▶ _PROBLEM REQUIREMENTS_:
In the entries below, find the line containing "assert!(first_text(resp).is_none());". Copy it and all lines after it, exactly, through the end.

(Data entries)
★ ★ ★ ★ ★ ★ ★
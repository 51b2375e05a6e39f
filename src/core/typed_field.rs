//! Typed fields consumed by the structured log engine, and the adapter that
//! produces them from a caller's `Fields`.

use super::field::{FieldValue, Fields};
use chrono::{DateTime, Utc};
use std::time::Duration;

/// Native category of a typed field
#[derive(Debug, Clone, PartialEq)]
pub enum FieldKind {
    String(String),
    Int64(i64),
    Float64(f64),
    Bool(bool),
    Binary(Vec<u8>),
    Time(DateTime<Utc>),
    Duration(Duration),
    Any(serde_json::Value),
}

impl FieldKind {
    pub fn name(&self) -> &'static str {
        match self {
            FieldKind::String(_) => "string",
            FieldKind::Int64(_) => "int64",
            FieldKind::Float64(_) => "float64",
            FieldKind::Bool(_) => "bool",
            FieldKind::Binary(_) => "binary",
            FieldKind::Time(_) => "time",
            FieldKind::Duration(_) => "duration",
            FieldKind::Any(_) => "any",
        }
    }
}

/// A single key paired with its typed value
#[derive(Debug, Clone, PartialEq)]
pub struct TypedField {
    key: String,
    kind: FieldKind,
}

impl TypedField {
    pub fn new(key: impl Into<String>, kind: FieldKind) -> Self {
        Self {
            key: key.into(),
            kind,
        }
    }

    pub fn string(key: impl Into<String>, value: impl Into<String>) -> Self {
        Self::new(key, FieldKind::String(value.into()))
    }

    pub fn int64(key: impl Into<String>, value: i64) -> Self {
        Self::new(key, FieldKind::Int64(value))
    }

    pub fn float64(key: impl Into<String>, value: f64) -> Self {
        Self::new(key, FieldKind::Float64(value))
    }

    pub fn bool(key: impl Into<String>, value: bool) -> Self {
        Self::new(key, FieldKind::Bool(value))
    }

    pub fn binary(key: impl Into<String>, value: Vec<u8>) -> Self {
        Self::new(key, FieldKind::Binary(value))
    }

    pub fn time(key: impl Into<String>, value: DateTime<Utc>) -> Self {
        Self::new(key, FieldKind::Time(value))
    }

    pub fn duration(key: impl Into<String>, value: Duration) -> Self {
        Self::new(key, FieldKind::Duration(value))
    }

    pub fn any(key: impl Into<String>, value: serde_json::Value) -> Self {
        Self::new(key, FieldKind::Any(value))
    }

    pub fn key(&self) -> &str {
        &self.key
    }

    pub fn kind(&self) -> &FieldKind {
        &self.kind
    }

    pub fn into_parts(self) -> (String, FieldKind) {
        (self.key, self.kind)
    }
}

/// Convert one caller value into its typed form
///
/// 32-bit integers are widened to the common 64-bit representation.
pub fn to_typed(key: &str, value: &FieldValue) -> TypedField {
    match value {
        FieldValue::String(s) => TypedField::string(key, s.as_str()),
        FieldValue::I32(i) => TypedField::int64(key, i64::from(*i)),
        FieldValue::I64(i) => TypedField::int64(key, *i),
        FieldValue::F64(f) => TypedField::float64(key, *f),
        FieldValue::Bool(b) => TypedField::bool(key, *b),
        FieldValue::Bytes(b) => TypedField::binary(key, b.clone()),
        FieldValue::Time(t) => TypedField::time(key, *t),
        FieldValue::Duration(d) => TypedField::duration(key, *d),
        FieldValue::Any(v) => TypedField::any(key, v.clone()),
    }
}

/// Convert a field set into typed fields, one per entry
///
/// Output order follows the map's iteration order and is unspecified.
pub fn convert(fields: &Fields) -> Vec<TypedField> {
    let mut typed = Vec::with_capacity(fields.len());
    for (key, value) in fields {
        typed.push(to_typed(key, value));
    }
    typed
}
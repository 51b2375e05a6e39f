//! # Leveled Logger
//!
//! A leveled, structured-logging facade. Callers log at five severities with
//! typed key-value fields; a structured engine formats and writes the
//! records.
//!
//! ## Features
//!
//! - **Level Gate**: calls below the configured level cost nothing beyond a
//!   comparison
//! - **Typed Fields**: strings, integers, floats, booleans, bytes, times and
//!   durations keep their native type in the output
//! - **Swappable Loggers**: code depends on the `Log` trait, not on an engine
//! - **Testable Fatal**: the exit after a fatal record is an injected callback
//!
//! ## Example
//!
//! ```
//! use leveled_logger::prelude::*;
//! use leveled_logger::fields;
//!
//! let buffer = SharedBuffer::new();
//! let logger = StructuredLogger::builder()
//!     .level(LogLevel::Info)
//!     .writer(buffer.clone())
//!     .build()?;
//!
//! logger.info("hello", &fields! { "key" => "value" });
//! logger.debug("suppressed", &Fields::new());
//!
//! let out = buffer.contents_string();
//! assert!(out.contains("\"hello\""));
//! assert!(out.contains("\"key\":\"value\""));
//! # Ok::<(), LoggerError>(())
//! ```

pub mod core;
pub mod engines;
pub mod loggers;
pub mod macros;

pub mod prelude {
    pub use crate::core::{
        ExitCallback, FieldValue, Fields, Log, LogLevel, LoggerBuilder, LoggerConfig,
        LoggerError, OutputTarget, Result, SharedBuffer, StructuredLogger, TimestampFormat,
        FATAL_EXIT_CODE,
    };
    pub use crate::loggers::{ConsoleLogger, NopLogger};
}

pub use crate::core::{
    convert, noop_exit, process_exit, should_log, Engine, EngineMetrics, ExitCallback,
    FieldKind, FieldValue, Fields, Log, LogLevel, LoggerBuilder, LoggerConfig, LoggerError,
    OutputTarget, Result, SharedBuffer, StructuredLogger, TimestampFormat, TypedField,
    FATAL_EXIT_CODE,
};
pub use engines::{EncoderConfig, JsonEngine};
pub use loggers::{ConsoleLogger, NopLogger};
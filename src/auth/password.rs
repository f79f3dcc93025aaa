use argon2::{
    password_hash::{PasswordHash, PasswordHasher, PasswordVerifier, SaltString},
    Argon2,
};
use lazy_static::lazy_static;
use rand::rngs::OsRng;
use tracing::error;

/// The argon2 primitive itself failed (bad parameters, unparsable stored hash).
#[derive(Debug, thiserror::Error)]
#[error("password hashing failed: {0}")]
pub struct HashingError(String);

lazy_static! {
    /// Verified against when the email is unknown, so a miss costs as much as a hit.
    static ref DUMMY_HASH: Option<String> = hash_password("mealplanner-dummy-password").ok();
}

pub fn hash_password(plain: &str) -> Result<String, HashingError> {
    let salt = SaltString::generate(&mut OsRng);
    let hash = Argon2::default()
        .hash_password(plain.as_bytes(), &salt)
        .map_err(|e| {
            error!(error = %e, "argon2 hash_password error");
            HashingError(e.to_string())
        })?
        .to_string();
    Ok(hash)
}

/// `Ok(false)` on mismatch; `Err` only when the stored hash cannot be parsed.
pub fn verify_password(plain: &str, hash: &str) -> Result<bool, HashingError> {
    let parsed = PasswordHash::new(hash).map_err(|e| {
        error!(error = %e, "argon2 parse hash error");
        HashingError(e.to_string())
    })?;
    Ok(Argon2::default()
        .verify_password(plain.as_bytes(), &parsed)
        .is_ok())
}

/// Computes the dummy hash now so the first unknown-email login costs the
/// same as every later one. Returns whether it is available.
pub fn prime_dummy_hash() -> bool {
    DUMMY_HASH.is_some()
}

/// Burns one verification for a login against an unknown email.
pub fn verify_dummy(plain: &str) {
    if let Some(hash) = DUMMY_HASH.as_deref() {
        let _ = verify_password(plain, hash);
    }
}

pub async fn hash_password_blocking(plain: String) -> Result<String, HashingError> {
    tokio::task::spawn_blocking(move || hash_password(&plain))
        .await
        .map_err(|e| HashingError(e.to_string()))?
}

pub async fn verify_password_blocking(plain: String, hash: String) -> Result<bool, HashingError> {
    tokio::task::spawn_blocking(move || verify_password(&plain, &hash))
        .await
        .map_err(|e| HashingError(e.to_string()))?
}

pub async fn verify_dummy_blocking(plain: String) {
    let _ = tokio::task::spawn_blocking(move || verify_dummy(&plain)).await;
}

#[cfg(test)]
mod tests {
    use super::*;

    #[test]
    fn dummy_hash_primes_and_rejects_other_passwords() {
        assert!(prime_dummy_hash());
        let hash = DUMMY_HASH.as_deref().unwrap();
        assert!(!verify_password("secret1", hash).unwrap());
    }

    #[test]
    fn hash_and_verify_roundtrip() {
        let password = "Secur3P@ssw0rd!";
        let hash = hash_password(password).expect("hashing should succeed");
        assert!(verify_password(password, &hash).expect("verify should succeed"));
    }

    #[test]
    fn same_password_hashes_differently() {
        let a = hash_password("secret1").unwrap();
        let b = hash_password("secret1").unwrap();
        assert_ne!(a, b);
        assert!(verify_password("secret1", &a).unwrap());
        assert!(verify_password("secret1", &b).unwrap());
    }

    #[test]
    fn verify_rejects_wrong_password() {
        let password = "correct-horse-battery-staple";
        let hash = hash_password(password).expect("hashing should succeed");
        assert!(!verify_password("wrong-password", &hash).expect("verify should not error"));
    }

    #[test]
    fn verify_errors_on_malformed_hash() {
        let err = verify_password("anything", "not-a-valid-hash").unwrap_err();
        assert!(!err.to_string().is_empty());
    }

    #[tokio::test]
    async fn blocking_wrappers_agree_with_sync_versions() {
        let hash = hash_password_blocking("secret1".into()).await.unwrap();
        assert!(verify_password_blocking("secret1".into(), hash.clone())
            .await
            .unwrap());
        assert!(!verify_password_blocking("secret2".into(), hash).await.unwrap());
    }
}
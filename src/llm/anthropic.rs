use std::time::Duration;

use anyhow::Context;
use async_trait::async_trait;
use serde::{Deserialize, Serialize};
use tracing::{debug, instrument};

use super::MeteredAction;
use crate::config::LlmConfig;

const MESSAGES_URL: &str = "https://api.anthropic.com/v1/messages";
const API_VERSION: &str = "2023-06-01";

/// Anthropic Messages API client.
pub struct AnthropicClient {
    api_key: Option<String>,
    model: String,
    max_tokens: u32,
    client: reqwest::Client,
}

#[derive(Debug, Serialize)]
struct MessagesRequest<'a> {
    model: &'a str,
    max_tokens: u32,
    system: &'a str,
    messages: [Message<'a>; 1],
}

#[derive(Debug, Serialize)]
struct Message<'a> {
    role: &'static str,
    content: &'a str,
}

#[derive(Debug, Deserialize)]
struct MessagesResponse {
    #[serde(default)]
    content: Vec<ContentBlock>,
}

#[derive(Debug, Deserialize)]
struct ContentBlock {
    #[serde(rename = "type")]
    kind: String,
    #[serde(default)]
    text: Option<String>,
}

impl AnthropicClient {
    pub fn from_config(cfg: &LlmConfig) -> anyhow::Result<Self> {
        let client = reqwest::Client::builder()
            .timeout(Duration::from_secs(cfg.timeout_secs))
            .build()
            .context("build http client")?;
        Ok(Self {
            api_key: cfg.api_key.clone(),
            model: cfg.model.clone(),
            max_tokens: cfg.max_tokens,
            client,
        })
    }
}

fn first_text(resp: MessagesResponse) -> Option<String> {
    resp.content
        .into_iter()
        .find(|b| b.kind == "text")
        .and_then(|b| b.text)
}

#[async_trait]
impl MeteredAction for AnthropicClient {
    #[instrument(skip(self, system_prompt, user_message), fields(model = %self.model))]
    async fn invoke(&self, system_prompt: &str, user_message: &str) -> anyhow::Result<String> {
        let api_key = self
            .api_key
            .as_deref()
            .context("ANTHROPIC_API_KEY not configured")?;

        let body = MessagesRequest {
            model: &self.model,
            max_tokens: self.max_tokens,
            system: system_prompt,
            messages: [Message {
                role: "user",
                content: user_message,
            }],
        };

        let resp = self
            .client
            .post(MESSAGES_URL)
            .header("x-api-key", api_key)
            .header("anthropic-version", API_VERSION)
            .json(&body)
            .send()
            .await
            .context("send messages request")?;

        let status = resp.status();
        if !status.is_success() {
            let text = resp.text().await.unwrap_or_default();
            anyhow::bail!("anthropic API error {status}: {text}");
        }

        let parsed: MessagesResponse = resp.json().await.context("decode messages response")?;
        let text = first_text(parsed).context("response contained no text block")?;
        debug!(chars = text.len(), "completion received");
        Ok(text)
    }

    fn is_configured(&self) -> bool {
        self.api_key.is_some()
    }
}

#[cfg(test)]
mod tests {
    use super::*;

    fn config(api_key: Option<&str>) -> LlmConfig {
        LlmConfig {
            api_key: api_key.map(String::from),
            model: "test-model".into(),
            max_tokens: 64,
            timeout_secs: 1,
            system_prompt: "sys".into(),
        }
    }

    #[test]
    fn request_body_shape() {
        let body = MessagesRequest {
            model: "m",
            max_tokens: 10,
            system: "be brief",
            messages: [Message {
                role: "user",
                content: "hi",
            }],
        };
        let json = serde_json::to_value(&body).unwrap();
        assert_eq!(json["system"], "be brief");
        assert_eq!(json["messages"][0]["role"], "user");
        assert_eq!(json["messages"][0]["content"], "hi");
    }

    #[test]
    fn picks_first_text_block() {
        let resp: MessagesResponse = serde_json::from_str(
            r#"{"content":[{"type":"thinking"},{"type":"text","text":"Try a frittata."}]}"#,
        )
        .unwrap();
        assert_eq!(first_text(resp).as_deref(), Some("Try a frittata."));
    }

    #[test]
    fn empty_content_yields_none() {
        let resp: MessagesResponse = serde_json::from_str(r#"{"content":[]}"#).unwrap();
        assert!(first_text(resp).is_none());
    }

    #[tokio::test]
    async fn missing_key_fails_without_network() {
        let client = AnthropicClient::from_config(&config(None)).unwrap();
        assert!(!client.is_configured());
        let err = client.invoke("sys", "hello").await.unwrap_err();
        assert!(err.to_string().contains("ANTHROPIC_API_KEY"));
    }
}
★ ★ ★ ★ ★ ★ ★
▶ _SOLUTION FOR THIS TASK_:
        assert!(first_text(resp).is_none());
    }

    #[tokio::test]
    async fn missing_key_fails_without_network() {
        let client = AnthropicClient::from_config(&config(None)).unwrap();
        assert!(!client.is_configured());
        let err = client.invoke("sys", "hello").await.unwrap_err();
        assert!(err.to_string().contains("ANTHROPIC_API_KEY"));
    }
}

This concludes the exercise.